Practically, the ruling could challenge the NFL’s ability to enforce its trademark protection, says Christine Haight Farley, a trademark-law expert and professor at the American University Washington College of Law. If the ruling withstands appeal — and the Redskins are sure to appeal it — and a counterfeiter starts selling merchandise with the Redskins name, with a design that the patent office has deemed a canceled trademark, that person would likely receive a cease-and-desist letter claiming that while the trademark is unregistered, the Redskins have a common-law claim to the mark. The big question, says Farley, is, If the counterfeiter then challenged the Redskins claim in a federal court, would that court protect a trademark that another federal government entity has canceled and deemed “disparaging to Native Americans”? In some recent cases, Farley says, courts have not protected unregistered marks that have been denied registration under the trademark act. “A federal court may deny a remedy to a party who comes to court with unclean hands,” Farley says.
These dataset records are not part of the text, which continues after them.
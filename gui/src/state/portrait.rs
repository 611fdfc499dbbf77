use color_eyre::Result;
use engine::{UiStatus, session::Display};
use iced::{
    Border, Color, ContentFit, Element, Length,
    alignment::Horizontal,
    widget::{self, button, column, container, row, stack, text},
};

use crate::{
    APP_NAME, TryIntoExt, bold_text,
    context::Context,
    italic_text,
    message::{UiMessage, ui_messages::Portrait as MyMessage},
    state::{State, StateCommand, cmd},
    top_level_container,
};

const ACCENT: Color = Color::from_rgb(0.55, 0.36, 0.96);
const ERROR_RED: Color = Color::from_rgb(0.8, 0.2, 0.2);

/// The portrait generator view: intake on the left, result on the right
#[derive(Debug, Clone)]
pub struct Portrait;

impl State for Portrait {
    fn update(&mut self, event: UiMessage, ctx: &mut Context) -> Result<StateCommand> {
        use MyMessage::*;
        match event.try_into_ex()? {
            BrowsePressed => cmd::task(ctx.pick_image()),
            DragEntered => {
                ctx.session.drag_entered();
                cmd::none()
            }
            DragLeft => {
                ctx.session.drag_left();
                cmd::none()
            }
            FileDropped(path) => ctx
                .load_dropped(path)
                .map_or_else(cmd::none, cmd::task),
            ClearPressed => {
                ctx.clear();
                cmd::none()
            }
            GeneratePressed => cmd::task(ctx.generate()),
            DownloadPressed => cmd::task(ctx.download()?),
        }
    }

    fn view<'a>(&'a self, ctx: &'a Context) -> Element<'a, UiMessage> {
        let header = column![
            italic_text("Next-Gen AI Portraits").size(14),
            bold_text(APP_NAME).size(40),
            text("Turn ordinary photos into magical watercolor illustrations in seconds."),
        ]
        .spacing(8)
        .align_x(Horizontal::Center);

        let intake = column![drop_zone(ctx), generate_button(ctx)]
            .spacing(20)
            .width(Length::FillPortion(1));

        let body = row![intake, result_area(ctx)].spacing(30);

        top_level_container(
            column![
                header,
                body,
                text!("Backend: {}", ctx.config.api_url).size(12)
            ]
            .spacing(40)
            .align_x(Horizontal::Center),
        )
        .into()
    }

    fn clone(&self) -> Box<dyn State> {
        Box::new(Clone::clone(self))
    }
}

fn drop_zone(ctx: &Context) -> Element<'_, UiMessage> {
    let dragging = ctx.session.status() == UiStatus::Dragging;

    let content: Element<'_, UiMessage> = match &ctx.preview {
        Some(handle) => stack![
            widget::image(handle)
                .width(Length::Fill)
                .height(Length::Fill)
                .content_fit(ContentFit::Cover),
            container(button("✕").on_press(MyMessage::ClearPressed.into()))
                .align_right(Length::Fill)
                .padding(10)
        ]
        .into(),
        None => column![
            text("Drag & drop your photo here").size(18),
            text("or click to browse files").size(14),
            button("Browse").on_press(MyMessage::BrowsePressed.into()),
        ]
        .spacing(10)
        .align_x(Horizontal::Center)
        .into(),
    };

    container(content)
        .center_x(Length::Fill)
        .center_y(Length::Fixed(280.))
        .padding(20)
        .style(move |_theme| {
            let border_color = if dragging {
                ACCENT
            } else {
                Color::from_rgb(0.8, 0.8, 0.8)
            };
            container::Style::default()
                .background(Color::from_rgb(0.97, 0.97, 0.97))
                .border(Border::default().rounded(16).width(2).color(border_color))
        })
        .into()
}

fn generate_label(status: UiStatus) -> &'static str {
    match status {
        UiStatus::Loading => "Creating Magic...",
        UiStatus::Idle | UiStatus::Dragging => "Generate Artwork",
    }
}

fn generate_button(ctx: &Context) -> Element<'_, UiMessage> {
    button(
        text(generate_label(ctx.session.status()))
            .width(Length::Fill)
            .center(),
    )
    .width(Length::Fill)
    .padding(15)
    .on_press_maybe(
        ctx.session
            .can_generate()
            .then_some(MyMessage::GeneratePressed.into()),
    )
    .into()
}

/// Exactly one of placeholder, result or error
fn result_area(ctx: &Context) -> Element<'_, UiMessage> {
    let content: Element<'_, UiMessage> = match ctx.session.display() {
        Display::Placeholder => text("Your masterpiece will appear here").into(),
        Display::Result(result) => {
            let picture: Element<'_, UiMessage> = match &ctx.result_image {
                Some(Ok(handle)) => widget::image(handle)
                    .width(Length::Fill)
                    .content_fit(ContentFit::Contain)
                    .into(),
                Some(Err(_)) => italic_text("Couldn't load preview").into(),
                None => text("Loading preview...").into(),
            };
            column![
                picture,
                italic_text("✨ \"Watercolor illustration portrait\""),
                text(&result.url).size(12),
                button("Download").on_press(MyMessage::DownloadPressed.into()),
            ]
            .spacing(15)
            .align_x(Horizontal::Center)
            .into()
        }
        Display::Error(notice) => column![
            bold_text(&notice.title).color(ERROR_RED),
            text(&notice.message),
        ]
        .spacing(8)
        .into(),
    };

    container(content)
        .center_x(Length::FillPortion(1))
        .center_y(Length::Fixed(400.))
        .padding(20)
        .into()
}

#[cfg(test)]
mod tests {
    use super::*;

    #[test]
    fn button_label_follows_status() {
        assert_eq!(generate_label(UiStatus::Idle), "Generate Artwork");
        assert_eq!(generate_label(UiStatus::Dragging), "Generate Artwork");
        assert_eq!(generate_label(UiStatus::Loading), "Creating Magic...");
    }
}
More important, really, is the timing and wording of the decision. The anti-Redskins movement has been boiling. In May, 50 U.S. Senators signed a letter asking the Redskins to consider changing the name. An effective anti-Redskins ad ran during the NBA Finals. And now the U.S. government has ruled that the term is indeed offensive. Last year, USA Today asked Snyder if he would consider changing the name it he lost the trademark lawsuit. “We’ll never change the name,” he said. “It’s that simple. NEVER — you can use caps.”
The government canceled the trademarks. It’s time for Snyder to cancel those caps.